Ancaman terhadap Kebebasan Profesi Advokat
Suhadi menegaskan bahwa pasal-pasal tersebut akan membelenggu kebebasan profesi advokat. “Kalau sudah demikian, habislah kebebasan seorang advokat," ucapnya.
"Secara tidak langsung, advokat telah dibelenggu oleh suatu keadaan yang menurut saya melanggar hak asasi terkait profesi. Apalagi ada adagium, ‘Walaupun langit akan runtuh, keadilan harus ditegakkan.’ Artinya, di sini ada kebebasan berekspresi sepanjang tidak melanggar aturan hukum yang berlaku,” sambungnya.
Ia menjelaskan bahwa aturan hukum yang berlaku sudah cukup untuk mengatur advokat tanpa perlu pasal-pasal yang membatasi.
“Misalnya, tidak boleh menghina pengadilan, seperti mengatakan pengadilan korupsi, hakim kurang ajar, atau hakim berpihak tanpa bukti yang kuat.
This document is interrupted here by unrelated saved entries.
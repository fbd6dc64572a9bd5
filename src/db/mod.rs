//! Database access layer.
//!
//! This module provides:
//! - Driver seams (`Connection`, `ConnectionSource`, `Driver`) and their `sqlx` implementation
//! - The identity-keyed pool registry with advisory lease accounting
//! - Leases, transactions and the idle-transaction watchdog
//! - Server-side cursor streaming
//! - Parameter binding and row decoding

pub mod client;
pub mod connection;
pub mod cursor;
pub mod lease;
pub(crate) mod params;
pub mod postgres;
pub mod registry;
pub mod types;

pub use client::{DbClient, Queryable, Transaction};
pub use connection::{Connection, ConnectionSource, Driver};
pub use cursor::{Cursor, CursorState};
pub use lease::{IdleWatchdog, Lease, LeaseState};
pub use postgres::{PgDriver, PgLeasedConnection, PgSource};
pub use registry::{Pool, PoolRegistry};
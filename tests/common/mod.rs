//! Scripted in-memory driver and listen connector for integration tests.

#![allow(dead_code)]

use async_trait::async_trait;
use pgpool_lease::config::PoolConfig;
use pgpool_lease::db::{Connection, ConnectionSource, Driver, PoolRegistry};
use pgpool_lease::listen::{ListenConnector, ListenSession, Notification};
use pgpool_lease::models::{ConnectionIdentity, QueryOutput, QueryParam, Row};
use pgpool_lease::{DbError, DbResult};
use serde_json::json;
use std::collections::VecDeque;
use std::sync::atomic::{AtomicBool, AtomicUsize, Ordering};
use std::sync::{Arc, Mutex};
use std::time::Duration;

/// Something the fake database observed.
#[derive(Debug, Clone, PartialEq)]
pub enum Event {
    Acquired(usize),
    Statement { conn: usize, sql: String },
    Released(usize),
}

/// Shared script and event log of the fake database.
#[derive(Default)]
pub struct Script {
    events: Mutex<Vec<Event>>,
    failing: Mutex<Vec<String>>,
    fetch_batches: Mutex<VecDeque<Vec<Row>>>,
    fail_acquire: AtomicBool,
    next_conn: AtomicUsize,
}

impl Script {
    /// Statements starting with `prefix` fail with a database error.
    pub fn fail_on(&self, prefix: &str) {
        self.failing.lock().unwrap().push(prefix.to_string());
    }

    /// Queue the rows returned by the next FETCH. FETCH returns no rows once
    /// the queue is empty.
    pub fn push_fetch(&self, rows: Vec<Row>) {
        self.fetch_batches.lock().unwrap().push_back(rows);
    }

    pub fn set_fail_acquire(&self, fail: bool) {
        self.fail_acquire.store(fail, Ordering::SeqCst);
    }

    pub fn events(&self) -> Vec<Event> {
        self.events.lock().unwrap().clone()
    }

    /// Every statement as `(connection id, sql)`.
    pub fn statements(&self) -> Vec<(usize, String)> {
        self.events()
            .into_iter()
            .filter_map(|e| match e {
                Event::Statement { conn, sql } => Some((conn, sql)),
                _ => None,
            })
            .collect()
    }

    /// Statements issued on one connection.
    pub fn statements_on(&self, conn: usize) -> Vec<String> {
        self.statements()
            .into_iter()
            .filter(|(c, _)| *c == conn)
            .map(|(_, sql)| sql)
            .collect()
    }

    pub fn count_statements(&self, prefix: &str) -> usize {
        self.statements()
            .iter()
            .filter(|(_, sql)| sql.starts_with(prefix))
            .count()
    }

    pub fn released(&self) -> Vec<usize> {
        self.events()
            .into_iter()
            .filter_map(|e| match e {
                Event::Released(id) => Some(id),
                _ => None,
            })
            .collect()
    }

    fn record(&self, event: Event) {
        self.events.lock().unwrap().push(event);
    }

    fn should_fail(&self, sql: &str) -> bool {
        self.failing
            .lock()
            .unwrap()
            .iter()
            .any(|prefix| sql.starts_with(prefix.as_str()))
    }
}

pub struct FakeConnection {
    id: usize,
    script: Arc<Script>,
}

#[async_trait]
impl Connection for FakeConnection {
    async fn execute(&mut self, sql: &str, _params: &[QueryParam]) -> DbResult<QueryOutput> {
        self.script.record(Event::Statement {
            conn: self.id,
            sql: sql.to_string(),
        });

        if self.script.should_fail(sql) {
            return Err(DbError::database(
                format!("scripted failure: {sql}"),
                Some("XX000".to_string()),
                "scripted",
            ));
        }

        if sql.starts_with("FETCH") {
            let rows = self
                .script
                .fetch_batches
                .lock()
                .unwrap()
                .pop_front()
                .unwrap_or_default();
            return Ok(QueryOutput {
                row_count: rows.len() as u64,
                rows,
            });
        }

        if sql.starts_with("SELECT") {
            return Ok(QueryOutput {
                row_count: 1,
                rows: vec![row(json!({"conn": self.id}))],
            });
        }

        Ok(QueryOutput::empty())
    }
}

impl Drop for FakeConnection {
    fn drop(&mut self) {
        self.script.record(Event::Released(self.id));
    }
}

pub struct FakeSource {
    script: Arc<Script>,
}

#[async_trait]
impl ConnectionSource for FakeSource {
    async fn acquire(&self) -> DbResult<Box<dyn Connection>> {
        if self.script.fail_acquire.load(Ordering::SeqCst) {
            return Err(DbError::connection("connection refused", "start the server"));
        }
        let id = self.script.next_conn.fetch_add(1, Ordering::SeqCst);
        self.script.record(Event::Acquired(id));
        Ok(Box::new(FakeConnection {
            id,
            script: Arc::clone(&self.script),
        }))
    }
}

pub struct FakeDriver {
    pub script: Arc<Script>,
}

#[async_trait]
impl Driver for FakeDriver {
    async fn open(&self, _config: &PoolConfig) -> DbResult<Arc<dyn ConnectionSource>> {
        Ok(Arc::new(FakeSource {
            script: Arc::clone(&self.script),
        }))
    }
}

/// Registry backed by a fresh scripted database.
pub fn registry() -> (PoolRegistry, Arc<Script>) {
    let script = Arc::new(Script::default());
    let registry = PoolRegistry::new(Arc::new(FakeDriver {
        script: Arc::clone(&script),
    }));
    (registry, script)
}

pub fn config() -> PoolConfig {
    PoolConfig::new(ConnectionIdentity::new("app", "localhost", 5432, "test"))
}

pub fn config_with_max(max: u32) -> PoolConfig {
    config().with_max_connections(max)
}

pub fn row(value: serde_json::Value) -> Row {
    match value {
        serde_json::Value::Object(map) => map,
        other => panic!("row must be an object, got {other}"),
    }
}

/// Let spawned tasks (background rollbacks, watchdogs) run.
pub async fn settle() {
    for _ in 0..10 {
        tokio::task::yield_now().await;
    }
}

// =============================================================================
// Listen/notify
// =============================================================================

/// What the next session opened by [`FakeListen`] does.
#[derive(Debug, Clone)]
pub enum SessionPlan {
    RefuseConnect,
    RejectListen,
    Deliver(Vec<SessionEvent>),
}

#[derive(Debug, Clone)]
pub enum SessionEvent {
    Notify(&'static str),
    Error,
}

/// Listen connector replaying a plan. Once the plan is used up, sessions
/// connect and then wait forever.
#[derive(Default)]
pub struct FakeListen {
    plan: Mutex<VecDeque<SessionPlan>>,
    connect_times: Mutex<Vec<tokio::time::Instant>>,
    listened: Arc<Mutex<Vec<String>>>,
    closed: Arc<AtomicUsize>,
}

impl FakeListen {
    pub fn with_plan(plan: Vec<SessionPlan>) -> Arc<Self> {
        Arc::new(Self {
            plan: Mutex::new(plan.into()),
            ..Default::default()
        })
    }

    pub fn connects(&self) -> usize {
        self.connect_times.lock().unwrap().len()
    }

    /// Milliseconds between consecutive connect attempts.
    pub fn connect_gaps_ms(&self) -> Vec<u128> {
        let times = self.connect_times.lock().unwrap();
        times
            .windows(2)
            .map(|w| w[1].duration_since(w[0]).as_millis())
            .collect()
    }

    pub fn listened(&self) -> Vec<String> {
        self.listened.lock().unwrap().clone()
    }

    pub fn closed_sessions(&self) -> usize {
        self.closed.load(Ordering::SeqCst)
    }
}

#[async_trait]
impl ListenConnector for FakeListen {
    async fn connect(&self) -> DbResult<Box<dyn ListenSession>> {
        self.connect_times
            .lock()
            .unwrap()
            .push(tokio::time::Instant::now());

        let plan = self
            .plan
            .lock()
            .unwrap()
            .pop_front()
            .unwrap_or(SessionPlan::Deliver(Vec::new()));

        let (reject_listen, events) = match plan {
            SessionPlan::RefuseConnect => {
                return Err(DbError::connection("connection refused", "start the server"));
            }
            SessionPlan::RejectListen => (true, VecDeque::new()),
            SessionPlan::Deliver(events) => (false, events.into()),
        };

        Ok(Box::new(FakeSession {
            channel: String::new(),
            reject_listen,
            events,
            listened: Arc::clone(&self.listened),
            closed: Arc::clone(&self.closed),
        }))
    }
}

struct FakeSession {
    channel: String,
    reject_listen: bool,
    events: VecDeque<SessionEvent>,
    listened: Arc<Mutex<Vec<String>>>,
    closed: Arc<AtomicUsize>,
}

#[async_trait]
impl ListenSession for FakeSession {
    async fn listen(&mut self, channel: &str) -> DbResult<()> {
        if self.reject_listen {
            return Err(DbError::database("LISTEN rejected", None, "scripted"));
        }
        self.channel = channel.to_string();
        self.listened.lock().unwrap().push(channel.to_string());
        Ok(())
    }

    async fn recv(&mut self) -> DbResult<Notification> {
        match self.events.pop_front() {
            Some(SessionEvent::Notify(payload)) => Ok(Notification {
                channel: self.channel.clone(),
                payload: payload.to_string(),
                process_id: 4242,
            }),
            Some(SessionEvent::Error) => Err(DbError::connection("connection reset", "retry")),
            None => std::future::pending().await,
        }
    }
}

impl Drop for FakeSession {
    fn drop(&mut self) {
        self.closed.fetch_add(1, Ordering::SeqCst);
    }
}

/// A duration in whole milliseconds, for readable assertions.
pub fn ms(millis: u64) -> Duration {
    Duration::from_millis(millis)
}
Kami yang senior sudah paham. Itu namanya contempt of court (menghina pengadilan),” tuturnya.
Suhadi memberikan masukan kepada DPR, khususnya Komisi III, untuk fokus memperbaiki lembaga peradilan daripada membatasi peran advokat.
“Kalau mau dibenahi, bukan advokatnya yang dibatasi, tapi lembaga pengadilan yang sudah memprihatinkan. Penegakan hukum sangat timpang, apalagi bagi orang kecil. Sulit mendapat keadilan. Menurut saya, harus ada lembaga pengawas yang kuat,” ujarnya.
“Benahi Komisi Yudisial (KY), benahi lembaga pengawasan. Supaya hakim-hakim takut jika mengadili perkara tidak sesuai hukum. Jangan advokat yang sudah lemah, dibikin lemah lagi,” pintanya.
Suhadi menilai, perumusan RUU KUHAP ini berbahaya karena mungkin tidak melibatkan ahli hukum sepenuhnya. Menurutnya, RUU ini sangat berbahaya bagi advokat.
"Mungkin anggota dewan yang merumuskannya tidak semuanya pengacara atau sarjana hukum. Ada insinyur juga di Komisi III. Ini yang membahayakan, mereka tidak mengerti, hanya melihat kepentingan untuk membelenggu peran advokat,” tegasnya.
Ia bahkan menyatakan akan menggugat RUU tersebut jika diundangkan. “Jujur, kalau ini diundangkan, saya akan gugat ke pengadilan, termasuk DPR-nya. Karena ini tidak tepat dan akan membelenggu kebebasan advokat,” pungkas relawan Prabowo-Gibran tersebut.